Me alisto para ir por unos medicamentos. Lo ideal era haberlos pedido a domicilio, pero algo pasó con la autorización de la fórmula médica, con el número de la orden de la EPS, el número del pedido a la droguería, en fin, con algún dato o número, y al final no se pudo.
Me armo de una careta, y un gesto desafiante que camufla el tapabocas; solo me hace falta cargar un bate por si alguien insiste en quebrar la distancia de 2 metros a mi alrededor- Si no no lo llevo es porque este año “quiero paz, quiero amor, quiero dulces por favor”.
El trayecto es corto, alrededor de 5 cuadras, y me parece que hay gente en la calle, pero no tanta como en un año cualquiera, es decir, sin pandemia.

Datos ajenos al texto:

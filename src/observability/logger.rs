//! Structured JSON logger
//!
//! - One log line = one event
//! - `event` first, then `severity`, then fields in alphabetical order
//! - Synchronous, no buffering
//! - Written to stderr; stdout belongs to command output

use std::fmt;
use std::io::{self, Write};
use std::sync::atomic::{AtomicU8, Ordering};

/// Log severity levels
#[derive(Debug, Clone, Copy, PartialEq, Eq, PartialOrd, Ord)]
pub enum Severity {
    /// Debug-level detail
    Trace = 0,
    /// Normal operations
    Info = 1,
    /// Recoverable issues
    Warn = 2,
    /// Operation failures
    Error = 3,
    /// Unrecoverable, process exits
    Fatal = 4,
}

impl Severity {
    pub fn as_str(&self) -> &'static str {
        match self {
            Severity::Trace => "TRACE",
            Severity::Info => "INFO",
            Severity::Warn => "WARN",
            Severity::Error => "ERROR",
            Severity::Fatal => "FATAL",
        }
    }

    /// Parses a level name, case-insensitively
    pub fn parse(name: &str) -> Option<Severity> {
        match name.to_ascii_lowercase().as_str() {
            "trace" => Some(Severity::Trace),
            "info" => Some(Severity::Info),
            "warn" | "warning" => Some(Severity::Warn),
            "error" => Some(Severity::Error),
            "fatal" => Some(Severity::Fatal),
            _ => None,
        }
    }

    fn from_u8(level: u8) -> Severity {
        match level {
            0 => Severity::Trace,
            1 => Severity::Info,
            2 => Severity::Warn,
            3 => Severity::Error,
            _ => Severity::Fatal,
        }
    }
}

impl fmt::Display for Severity {
    fn fmt(&self, f: &mut fmt::Formatter<'_>) -> fmt::Result {
        write!(f, "{}", self.as_str())
    }
}

static MIN_SEVERITY: AtomicU8 = AtomicU8::new(Severity::Info as u8);

/// A structured logger that outputs JSON lines
pub struct Logger;

impl Logger {
    /// Sets the process-wide minimum severity; lower events are dropped
    pub fn set_min_severity(severity: Severity) {
        MIN_SEVERITY.store(severity as u8, Ordering::Relaxed);
    }

    pub fn min_severity() -> Severity {
        Severity::from_u8(MIN_SEVERITY.load(Ordering::Relaxed))
    }

    pub fn enabled(severity: Severity) -> bool {
        severity >= Self::min_severity()
    }

    /// Log an event with the given severity and fields
    pub fn log(severity: Severity, event: &str, fields: &[(&str, &str)]) {
        if Self::enabled(severity) {
            Self::log_to_writer(severity, event, fields, &mut io::stderr());
        }
    }

    fn log_to_writer<W: Write>(
        severity: Severity,
        event: &str,
        fields: &[(&str, &str)],
        writer: &mut W,
    ) {
        let _ = writer.write_all(Self::render(severity, event, fields).as_bytes());
        let _ = writer.flush();
    }

    fn render(severity: Severity, event: &str, fields: &[(&str, &str)]) -> String {
        let mut output = String::with_capacity(256);
        output.push_str("{\"event\":");
        output.push_str(&quote(event));
        output.push_str(",\"severity\":");
        output.push_str(&quote(severity.as_str()));

        let mut sorted_fields: Vec<_> = fields.iter().collect();
        sorted_fields.sort_by_key(|(k, _)| *k);

        for (key, value) in sorted_fields {
            output.push(',');
            output.push_str(&quote(key));
            output.push(':');
            output.push_str(&quote(value));
        }

        output.push_str("}\n");
        output
    }

    pub fn trace(event: &str, fields: &[(&str, &str)]) {
        Self::log(Severity::Trace, event, fields);
    }

    pub fn info(event: &str, fields: &[(&str, &str)]) {
        Self::log(Severity::Info, event, fields);
    }

    pub fn warn(event: &str, fields: &[(&str, &str)]) {
        Self::log(Severity::Warn, event, fields);
    }

    pub fn error(event: &str, fields: &[(&str, &str)]) {
        Self::log(Severity::Error, event, fields);
    }

    pub fn fatal(event: &str, fields: &[(&str, &str)]) {
        Self::log(Severity::Fatal, event, fields);
    }
}

fn quote(s: &str) -> String {
    serde_json::Value::from(s).to_string()
}

/// Capture logs to a buffer for testing
#[cfg(test)]
pub fn capture_log(severity: Severity, event: &str, fields: &[(&str, &str)]) -> String {
    let mut buffer = Vec::new();
    Logger::log_to_writer(severity, event, fields, &mut buffer);
    String::from_utf8(buffer).unwrap()
}

#[cfg(test)]
mod tests {
    use super::*;

    #[test]
    fn test_severity_ordering() {
        assert!(Severity::Trace < Severity::Info);
        assert!(Severity::Info < Severity::Warn);
        assert!(Severity::Warn < Severity::Error);
        assert!(Severity::Error < Severity::Fatal);
    }

    #[test]
    fn test_severity_parse() {
        assert_eq!(Severity::parse("info"), Some(Severity::Info));
        assert_eq!(Severity::parse("WARN"), Some(Severity::Warn));
        assert_eq!(Severity::parse("Error"), Some(Severity::Error));
        assert_eq!(Severity::parse("verbose"), None);
    }

    #[test]
    fn test_log_json_format() {
        let output = capture_log(Severity::Info, "TEST_EVENT", &[]);

        let parsed: serde_json::Value = serde_json::from_str(&output).unwrap();
        assert_eq!(parsed["event"], "TEST_EVENT");
        assert_eq!(parsed["severity"], "INFO");
        assert!(output.ends_with('\n'));
    }

    #[test]
    fn test_fields_sorted_after_event() {
        let output = capture_log(
            Severity::Warn,
            "QUERY_REJECTED",
            &[("rule", "like_pattern"), ("kind", "Book")],
        );
        let kind = output.find("\"kind\"").unwrap();
        let rule = output.find("\"rule\"").unwrap();
        assert!(output.starts_with("{\"event\":\"QUERY_REJECTED\",\"severity\":\"WARN\""));
        assert!(kind < rule);
    }

    #[test]
    fn test_special_characters_escaped() {
        let output = capture_log(
            Severity::Info,
            "TEST",
            &[("filter", "title == \"Du\\ne\"\n")],
        );
        let parsed: serde_json::Value = serde_json::from_str(&output).unwrap();
        assert_eq!(parsed["filter"], "title == \"Du\\ne\"\n");
    }
}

Después de cruzar una carrera, en un puesto de ventas ambulantes, la mujer que lo atiende dice en tono de queja: “Es que a nosotros los de ruana…”. La paso de largo y no alcanzo a oír como concluye la frase.
Justo después de pasar a esa mujer, un hombre les cuenta a otros dos: “Pienso vender el apartamento allá y comprarme uno acá”.
Llego a la droguería, y un celador que está en la entrada, alista su pistola para tomarme la temperatura. Mientras arremango la manga derecha para que me la dispare en la muñeca, pienso que voy a tener fiebre, se va a encender una alarma y van a activar un protocolo de emergencia en el local. Hombres con trajes de astronauta aparecerán de la nada y me echarán al suelo, mientras les intento explicar que no tengo nada, que lo más seguro es que el termómetro-pistola está fallando.
“Siga”, me dice el guardia de seguridad, y no me preocupo por preguntarle cuánto marcó la pistola.
Ya en la caja, estoy listo para reclamar por si me llegan a decir que falta un dato o algo así, pero la mujer que atiende revisa los papeles que le paso, teclea información en el sistema, y se pone de pie para ir a buscar los medicamentos.
Justo en ese momento me da un ataque de rasquiña debajo de la nariz. Trato de rascarme con los dientes, pero fracaso en el intento. Menos mal llevo tapabocas, pues debo haber hecho un gesto ridículo.
Salgo de la droguería y en el camino de vuelta paso por enfrente de un local que está cerrado y en arriendo. Recuerdo que, en una celebración de mi cumpleaños, calentamos motores ahí. En ese entonces era una tienda con cara de licorera o viceversa. Ese día, alrededor de 30 personas de las que cité para la celebración, llegaron a ese lugar, tomamos algo y luego comenzamos a caminar para ver a que sitio nos metíamos. Ese día, una exnovia se emborrachó hasta el tuétano y, dicen algunos, hizo show. Yo no me di cuenta de eso. Al final de la noche terminé con una camiseta blanca chorreada de ron con Coca Cola, producto de un fondo blanco fallido.
Cuando paso de largo el local veo a un hombre con un overol azul que le saca brillo a un registro del agua dorado, con un trapo rojo. Lo brilla, observa su trabajo por un rato y lo vuelve a brillar con esmero. Los rayos de sol se reflejan en el registro.
Antes de llegar a la casa paso por una notaría y alcanzo a ver a unas cuantas personas que hacen fila adentro. Siempre que me cruzo con una notaría, intento recordar el número y la dirección en la que se encuentra, por si algún día alguien tiene que hacer una diligencia en una específica, y no sabe dónde queda. Mi esfuerzo no sirve de nada, porque si no olvido por completo el asunto, olvido el número de la notaría, o bien, su dirección.